§ WORK TO COMPLETE: The required output is every record, written out exactly.

=== Section Start ===

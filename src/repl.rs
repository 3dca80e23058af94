//! Interactive chat loop.
//!
//! Input is read line by line on the async runtime; each turn runs the
//! blocking model calls on the blocking thread pool so the reader stays
//! responsive to end-of-input.

use tokio::io::{
    AsyncBufRead,
    AsyncBufReadExt,
    AsyncWrite,
    AsyncWriteExt,
    BufReader,
};

use crate::{
    app::App,
    chat::{ChatMessage, Role},
    error::{Error, Result},
    text_util::{
        DEFAULT_PREVIEW_MAX_CHARS,
        indent_continuation,
        numbered_passages,
    },
};

const PROMPT: &str = "> ";

const HELP: &str = "Commands:
  /history   show the conversation so far
  /sources   show the passages behind the last answer
  /clear     forget the conversation
  /quit      leave the chat
Anything else is sent as a message.";

/// One line of user input.
#[derive(Debug, Clone, PartialEq, Eq)]
pub enum ReplCommand {
    Empty,
    Message(String),
    History,
    Sources,
    Clear,
    Help,
    Quit,
    Unknown(String),
}

impl ReplCommand {
    pub fn parse(line: &str) -> Self {
        let line = line.trim();
        if line.is_empty() {
            return Self::Empty;
        }
        let Some(command) = line.strip_prefix('/') else {
            return Self::Message(line.to_string());
        };
        match command.to_ascii_lowercase().as_str() {
            "history" => Self::History,
            "sources" => Self::Sources,
            "clear" => Self::Clear,
            "help" | "?" => Self::Help,
            "quit" | "exit" | "q" => Self::Quit,
            _ => Self::Unknown(line.to_string()),
        }
    }
}

#[derive(Debug, Clone, Copy, Default)]
pub struct ChatOptions {
    pub show_context: bool,
}

/// Run the chat on stdin/stdout until `/quit` or end of input.
pub fn run_chat(app: App, options: ChatOptions) -> Result<()> {
    let runtime = tokio::runtime::Builder::new_multi_thread()
        .enable_all()
        .build()
        .map_err(|e| {
            Error::Config(format!("failed to start tokio runtime: {e}"))
        })?;

    runtime.block_on(async move {
        let input = BufReader::new(tokio::io::stdin());
        let mut output = tokio::io::stdout();
        chat_loop(app, input, &mut output, options).await?;
        Ok(())
    })
}

/// Drive a chat over arbitrary input and output streams. Returns the app
/// when the conversation ends.
pub async fn chat_loop<R, W>(
    mut app: App,
    input: R,
    output: &mut W,
    options: ChatOptions,
) -> Result<App>
where
    R: AsyncBufRead + Unpin,
    W: AsyncWrite + Unpin,
{
    let greeting = match app.document() {
        Some(doc) => format!(
            "Chatting about {} ({} passages). Type /help for commands.\n",
            doc.source,
            doc.passages.len()
        ),
        None => "No document loaded, answering from the model alone. \
                 Type /help for commands.\n"
            .to_string(),
    };
    output.write_all(greeting.as_bytes()).await?;

    let mut lines = input.lines();
    loop {
        output.write_all(PROMPT.as_bytes()).await?;
        output.flush().await?;

        let Some(line) = lines.next_line().await? else {
            output.write_all(b"\n").await?;
            break;
        };

        let reply = match ReplCommand::parse(&line) {
            ReplCommand::Empty => continue,
            ReplCommand::Quit => break,
            ReplCommand::Help => format!("{HELP}\n"),
            ReplCommand::Unknown(cmd) => {
                format!("Unknown command {cmd}. Type /help for commands.\n")
            }
            ReplCommand::Clear => {
                app.session_mut().clear();
                "Conversation cleared.\n".to_string()
            }
            ReplCommand::History => render_history(&app),
            ReplCommand::Sources => match app.session().last_contexts() {
                Some(passages) if !passages.is_empty() => {
                    format!("{}\n", numbered_passages(passages, None, None))
                }
                _ => "No sources yet.\n".to_string(),
            },
            ReplCommand::Message(text) => {
                let (returned, result) =
                    tokio::task::spawn_blocking(move || {
                        let result = app.ask(&text);
                        (app, result)
                    })
                    .await
                    .map_err(|e| Error::Io(std::io::Error::other(e)))?;
                app = returned;
                render_turn(result, options)
            }
        };
        output.write_all(reply.as_bytes()).await?;
    }

    output.flush().await?;
    Ok(app)
}

fn render_turn(result: Result<ChatMessage>, options: ChatOptions) -> String {
    match result {
        Ok(message) => {
            let mut out = format!("{}\n", message.content);
            if options.show_context
                && let Some(contexts) = &message.contexts
                && !contexts.is_empty()
            {
                out.push_str(&format!(
                    "\nSources:\n{}\n",
                    numbered_passages(
                        contexts,
                        None,
                        Some(DEFAULT_PREVIEW_MAX_CHARS)
                    )
                ));
            }
            out
        }
        Err(e) => {
            tracing::debug!(error = %e, "turn failed");
            format!("error: {e}\n")
        }
    }
}

fn render_history(app: &App) -> String {
    if app.history().is_empty() {
        return "No messages yet.\n".to_string();
    }
    let mut out = String::new();
    for message in app.history() {
        let label = match message.role {
            Role::User => "you",
            Role::Assistant => "assistant",
        };
        let marker = if message.requires_rag { " [doc]" } else { "" };
        out.push_str(&format!(
            "{label}{marker}: {}\n",
            indent_continuation(&message.content, "  ")
        ));
    }
    out
}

=== Section End ===

§ SOLUTION:
filename src/repl.rs
repository 3dca80e23058af94
//! Interactive chat loop.
//!
//! Input is read line by line on the async runtime; each turn runs the
//! blocking model calls on the blocking thread pool so the reader stays
//! responsive to end-of-input.

use tokio::io::{
    AsyncBufRead,
    AsyncBufReadExt,
    AsyncWrite,
    AsyncWriteExt,
    BufReader,
};

use crate::{
    app::App,
    chat::{ChatMessage, Role},
    error::{Error, Result},
    text_util::{
        DEFAULT_PREVIEW_MAX_CHARS,
        indent_continuation,
        numbered_passages,
    },
};

const PROMPT: &str = "> ";

const HELP: &str = "Commands:
  /history   show the conversation so far
  /sources   show the passages behind the last answer
  /clear     forget the conversation
  /quit      leave the chat
Anything else is sent as a message.";

/// One line of user input.
#[derive(Debug, Clone, PartialEq, Eq)]
pub enum ReplCommand {
    Empty,
    Message(String),
    History,
    Sources,
    Clear,
    Help,
    Quit,
    Unknown(String),
}

impl ReplCommand {
    pub fn parse(line: &str) -> Self {
        let line = line.trim();
        if line.is_empty() {
            return Self::Empty;
        }
        let Some(command) = line.strip_prefix('/') else {
            return Self::Message(line.to_string());
        };
        match command.to_ascii_lowercase().as_str() {
            "history" => Self::History,
            "sources" => Self::Sources,
            "clear" => Self::Clear,
            "help" | "?" => Self::Help,
            "quit" | "exit" | "q" => Self::Quit,
            _ => Self::Unknown(line.to_string()),
        }
    }
}

#[derive(Debug, Clone, Copy, Default)]
pub struct ChatOptions {
    pub show_context: bool,
}

/// Run the chat on stdin/stdout until `/quit` or end of input.
pub fn run_chat(app: App, options: ChatOptions) -> Result<()> {
    let runtime = tokio::runtime::Builder::new_multi_thread()
        .enable_all()
        .build()
        .map_err(|e| {
            Error::Config(format!("failed to start tokio runtime: {e}"))
        })?;

    runtime.block_on(async move {
        let input = BufReader::new(tokio::io::stdin());
        let mut output = tokio::io::stdout();
        chat_loop(app, input, &mut output, options).await?;
        Ok(())
    })
}

/// Drive a chat over arbitrary input and output streams. Returns the app
/// when the conversation ends.
pub async fn chat_loop<R, W>(
    mut app: App,
    input: R,
    output: &mut W,
    options: ChatOptions,
) -> Result<App>
where
    R: AsyncBufRead + Unpin,
    W: AsyncWrite + Unpin,
{
    let greeting = match app.document() {
        Some(doc) => format!(
            "Chatting about {} ({} passages). Type /help for commands.\n",
            doc.source,
            doc.passages.len()
        ),
        None => "No document loaded, answering from the model alone. \
                 Type /help for commands.\n"
            .to_string(),
    };
    output.write_all(greeting.as_bytes()).await?;

    let mut lines = input.lines();
    loop {
        output.write_all(PROMPT.as_bytes()).await?;
        output.flush().await?;

        let Some(line) = lines.next_line().await? else {
            output.write_all(b"\n").await?;
            break;
        };

        let reply = match ReplCommand::parse(&line) {
            ReplCommand::Empty => continue,
            ReplCommand::Quit => break,
            ReplCommand::Help => format!("{HELP}\n"),
            ReplCommand::Unknown(cmd) => {
                format!("Unknown command {cmd}. Type /help for commands.\n")
            }
            ReplCommand::Clear => {
                app.session_mut().clear();
                "Conversation cleared.\n".to_string()
            }
            ReplCommand::History => render_history(&app),
            ReplCommand::Sources => match app.session().last_contexts() {
                Some(passages) if !passages.is_empty() => {
                    format!("{}\n", numbered_passages(passages, None, None))
                }
                _ => "No sources yet.\n".to_string(),
            },
            ReplCommand::Message(text) => {
                let (returned, result) =
                    tokio::task::spawn_blocking(move || {
                        let result = app.ask(&text);
                        (app, result)
                    })
                    .await
                    .map_err(|e| Error::Io(std::io::Error::other(e)))?;
                app = returned;
                render_turn(result, options)
            }
        };
        output.write_all(reply.as_bytes()).await?;
    }

    output.flush().await?;
    Ok(app)
}

fn render_turn(result: Result<ChatMessage>, options: ChatOptions) -> String {
    match result {
        Ok(message) => {
            let mut out = format!("{}\n", message.content);
            if options.show_context
                && let Some(contexts) = &message.contexts
                && !contexts.is_empty()
            {
                out.push_str(&format!(
                    "\nSources:\n{}\n",
                    numbered_passages(
                        contexts,
                        None,
                        Some(DEFAULT_PREVIEW_MAX_CHARS)
                    )
                ));
            }
            out
        }
        Err(e) => {
            tracing::debug!(error = %e, "turn failed");
            format!("error: {e}\n")
        }
    }
}

fn render_history(app: &App) -> String {
    if app.history().is_empty() {
        return "No messages yet.\n".to_string();
    }
    let mut out = String::new();
    for message in app.history() {
        let label = match message.role {
            Role::User => "you",
            Role::Assistant => "assistant",
        };
        let marker = if message.requires_rag { " [doc]" } else { "" };
        out.push_str(&format!(
            "{label}{marker}: {}\n",
            indent_continuation(&message.content, "  ")
        ));
    }
    out
}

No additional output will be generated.